[[ MATERIAL SHOWN, beginning ]]

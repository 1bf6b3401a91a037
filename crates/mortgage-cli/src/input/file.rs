use serde::de::DeserializeOwned;
use std::fs;
use std::path::{Path, PathBuf};

/// Read a JSON or YAML file (chosen by extension) into a typed struct.
pub fn read_input<T: DeserializeOwned>(path: &str) -> Result<T, Box<dyn std::error::Error>> {
    let canonical = resolve_path(path)?;
    let contents = fs::read_to_string(&canonical)
        .map_err(|e| format!("Failed to read '{}': {}", canonical.display(), e))?;
    parse_contents(&canonical, &contents)
        .map_err(|e| format!("Failed to parse '{}': {}", canonical.display(), e).into())
}

fn parse_contents<T: DeserializeOwned>(
    path: &Path,
    contents: &str,
) -> Result<T, Box<dyn std::error::Error>> {
    match path.extension().and_then(|e| e.to_str()) {
        Some("yaml" | "yml") => Ok(serde_yaml::from_str(contents)?),
        _ => Ok(serde_json::from_str(contents)?),
    }
}

/// Resolve the path against the working directory and check it is a file.
fn resolve_path(path: &str) -> Result<PathBuf, Box<dyn std::error::Error>> {
    let p = Path::new(path);
    let canonical = if p.is_absolute() {
        p.to_path_buf()
    } else {
        std::env::current_dir()?.join(p)
    };

    if !canonical.exists() {
        return Err(format!("File not found: {}", canonical.display()).into());
    }

    if !canonical.is_file() {
        return Err(format!("Not a file: {}", canonical.display()).into());
    }

    Ok(canonical)
}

[[ MATERIAL SHOWN, end ]]

YOUR OBJECTIVE – Nothing in the records should differ from the original when you retype them.

WRITTEN SOLUTION –
repository 1bf6b3401a91a037
filename crates/mortgage-cli/src/input/file.rs
use serde::de::DeserializeOwned;
use std::fs;
use std::path::{Path, PathBuf};

/// Read a JSON or YAML file (chosen by extension) into a typed struct.
pub fn read_input<T: DeserializeOwned>(path: &str) -> Result<T, Box<dyn std::error::Error>> {
    let canonical = resolve_path(path)?;
    let contents = fs::read_to_string(&canonical)
        .map_err(|e| format!("Failed to read '{}': {}", canonical.display(), e))?;
    parse_contents(&canonical, &contents)
        .map_err(|e| format!("Failed to parse '{}': {}", canonical.display(), e).into())
}

fn parse_contents<T: DeserializeOwned>(
    path: &Path,
    contents: &str,
) -> Result<T, Box<dyn std::error::Error>> {
    match path.extension().and_then(|e| e.to_str()) {
        Some("yaml" | "yml") => Ok(serde_yaml::from_str(contents)?),
        _ => Ok(serde_json::from_str(contents)?),
    }
}

/// Resolve the path against the working directory and check it is a file.
fn resolve_path(path: &str) -> Result<PathBuf, Box<dyn std::error::Error>> {
    let p = Path::new(path);
    let canonical = if p.is_absolute() {
        p.to_path_buf()
    } else {
        std::env::current_dir()?.join(p)
    };

    if !canonical.exists() {
        return Err(format!("File not found: {}", canonical.display()).into());
    }

    if !canonical.is_file() {
        return Err(format!("Not a file: {}", canonical.display()).into());
    }

    Ok(canonical)
}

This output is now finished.